Mountain pass on the Swiss-Italian border

Umbrail Pass (Umbrailpass or Wormserjoch, Giogo di Santa Maria) is a high mountain pass on the Italy–Switzerland border, connecting Santa Maria in Val Müstair with Bormio in the Adda valley. On the Italian side, it connects to the Stelvio Pass road and the Valtellina. It is currently the highest paved road in Switzerland.

The sign at the top of the pass gives its elevation as 2503 m above sea level, but the reference level for Swiss elevation measurements has changed since the sign was erected, leaving 2501 m as the correct value according to current elevation.

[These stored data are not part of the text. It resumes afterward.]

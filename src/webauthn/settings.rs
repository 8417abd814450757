//! `WebAuthn` settings implementation
//!
//! This module defines the relying party and trust policy settings that are
//! threaded, immutable, through every ceremony.

use serde::{Deserialize, Serialize};
use url::Url;

use super::errors::WebAuthnError;
use super::types::{
    AttestationConveyancePreference, AuthenticatorAttachment, UserVerificationRequirement,
};
use crate::attestation::AttestationFormat;
use crate::cose::CoseAlgorithm;
use crate::trust::RevocationPolicy;

/// `WebAuthn` settings
#[derive(Debug, Clone, Serialize, Deserialize)]
#[serde(default)]
pub struct WebAuthnSettings {
    /// Relying Party ID (usually the domain)
    pub rp_id: String,
    /// Relying Party name (displayed to user)
    pub rp_name: String,
    /// Allowed origins (e.g., <https://example.com>)
    pub rp_origins: Vec<String>,
    /// RP ids whose origins are accepted over plain http
    pub secured_rp_ids: Vec<String>,
    /// Timeout in seconds for operations
    pub timeout_seconds: u64,
    pub user_verification: UserVerificationRequirement,
    pub authenticator_attachment: Option<AuthenticatorAttachment>,
    pub attestation_conveyance: AttestationConveyancePreference,
    /// Attestation statement formats accepted at registration
    pub allowed_attestation_formats: Vec<String>,
    /// COSE algorithms offered at registration, in preference order
    pub algorithms: Vec<i64>,
    /// PEM trust anchors used in addition to metadata roots
    pub trusted_root_certificates: Vec<String>,
    /// Reject certificate based attestation when no trust anchor is known
    pub require_attestation_trust_anchor: bool,
    pub revocation: RevocationSettings,
    pub metadata: MetadataSettings,
    pub safetynet: SafetyNetSettings,
    pub android_key: AndroidKeySettings,
}

/// CRL checking during certificate chain validation
#[derive(Debug, Clone, Serialize, Deserialize)]
#[serde(default)]
pub struct RevocationSettings {
    pub enabled: bool,
    pub policy: RevocationPolicy,
    pub crl_timeout_seconds: u64,
}

/// Metadata policy
#[derive(Debug, Clone, Default, Serialize, Deserialize)]
#[serde(default)]
pub struct MetadataSettings {
    /// Fail registration when the AAGUID has no metadata statement
    pub require_metadata_statement: bool,
}

/// SafetyNet response freshness window
#[derive(Debug, Clone, Serialize, Deserialize)]
#[serde(default)]
pub struct SafetyNetSettings {
    pub max_age_seconds: u64,
    pub clock_skew_seconds: u64,
}

/// Android key attestation policy
#[derive(Debug, Clone, Serialize, Deserialize)]
#[serde(default)]
pub struct AndroidKeySettings {
    /// Require key origin and purpose to be TEE enforced
    pub require_tee: bool,
}

impl Default for WebAuthnSettings {
    fn default() -> Self {
        Self {
            rp_id: "localhost".to_string(),
            rp_name: "VouchRS".to_string(),
            rp_origins: vec!["https://localhost".to_string()],
            secured_rp_ids: Vec::new(),
            timeout_seconds: 60,
            user_verification: UserVerificationRequirement::Preferred,
            authenticator_attachment: None,
            attestation_conveyance: AttestationConveyancePreference::None,
            allowed_attestation_formats: AttestationFormat::ALL
                .iter()
                .map(|format| format.as_str().to_string())
                .collect(),
            algorithms: vec![
                CoseAlgorithm::Es256.id(),
                CoseAlgorithm::EdDsa.id(),
                CoseAlgorithm::Rs256.id(),
            ],
            trusted_root_certificates: Vec::new(),
            require_attestation_trust_anchor: false,
            revocation: RevocationSettings::default(),
            metadata: MetadataSettings::default(),
            safetynet: SafetyNetSettings::default(),
            android_key: AndroidKeySettings::default(),
        }
    }
}

impl Default for RevocationSettings {
    fn default() -> Self {
        Self {
            enabled: true,
            policy: RevocationPolicy::FailClosed,
            crl_timeout_seconds: 10,
        }
    }
}

impl Default for SafetyNetSettings {
    fn default() -> Self {
        Self {
            max_age_seconds: 60,
            clock_skew_seconds: 0,
        }
    }
}

impl Default for AndroidKeySettings {
    fn default() -> Self {
        Self { require_tee: true }
    }
}

impl WebAuthnSettings {
    /// Check the settings are usable
    ///
    /// # Errors
    /// Returns `ConfigurationError` for an empty RP id or origin list, an
    /// origin that is not https outside the secured RP ids, an unknown
    /// attestation format or an unknown algorithm
    pub fn validate(&self) -> Result<(), WebAuthnError> {
        let fail = |message: String| Err(WebAuthnError::ConfigurationError(message));

        if self.rp_id.trim().is_empty() {
            return fail("rp_id must not be empty".to_string());
        }
        if self.rp_origins.is_empty() {
            return fail("rp_origins must list at least one origin".to_string());
        }

        for origin in &self.rp_origins {
            let Ok(url) = Url::parse(origin) else {
                return fail(format!("Invalid origin: {origin}"));
            };
            let host = url.host_str().unwrap_or_default();
            let secured = url.scheme() == "https"
                || host == "localhost"
                || self.secured_rp_ids.iter().any(|id| id == host);
            if !secured {
                return fail(format!("Origin must use https: {origin}"));
            }
        }

        for format in &self.allowed_attestation_formats {
            if AttestationFormat::try_from(format.as_str()).is_err() {
                return fail(format!("Unknown attestation format: {format}"));
            }
        }

        if self.algorithms.is_empty() {
            return fail("algorithms must not be empty".to_string());
        }
        for alg in &self.algorithms {
            if CoseAlgorithm::from_id(*alg).is_err() {
                return fail(format!("Unknown COSE algorithm: {alg}"));
            }
        }

        Ok(())
    }

    /// Whether an attestation format is accepted
    #[must_use]
    pub fn allows_format(&self, format: AttestationFormat) -> bool {
        self.allowed_attestation_formats
            .iter()
            .any(|allowed| allowed == format.as_str())
    }

    /// Ceremony timeout in milliseconds
    #[must_use]
    pub fn timeout_millis(&self) -> u32 {
        u32::try_from(self.timeout_seconds.saturating_mul(1000)).unwrap_or(u32::MAX)
    }
}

The pass is named after the "Piz Umbrail", a nearby mountain peak.

== History ==
The pass, which in medieval times was the primary route through the region, was initially known as the Stelvio Pass, Juga Rætica, or mons Braulius (after Braulio of Zaragoza). It was formerly used to connect Tyrol with Lake Como, which allowed a link between the Habsburg domains in the County of Tyrol and those in the Duchy of Milan; this role was superseded by the modern Stelvio Pass which opened in 1820. In 1901, the modern road was built, and automobile transit began in 1925.

The road has been entirely asphalted since 2015. The last unpaved section was a 1.5 km stretch on the Swiss side, running between elevations of 1883 and 2012 m. During the 2017 Giro d'Italia, Umbrail Pass was reached during the stage from Rovetta to Bormio.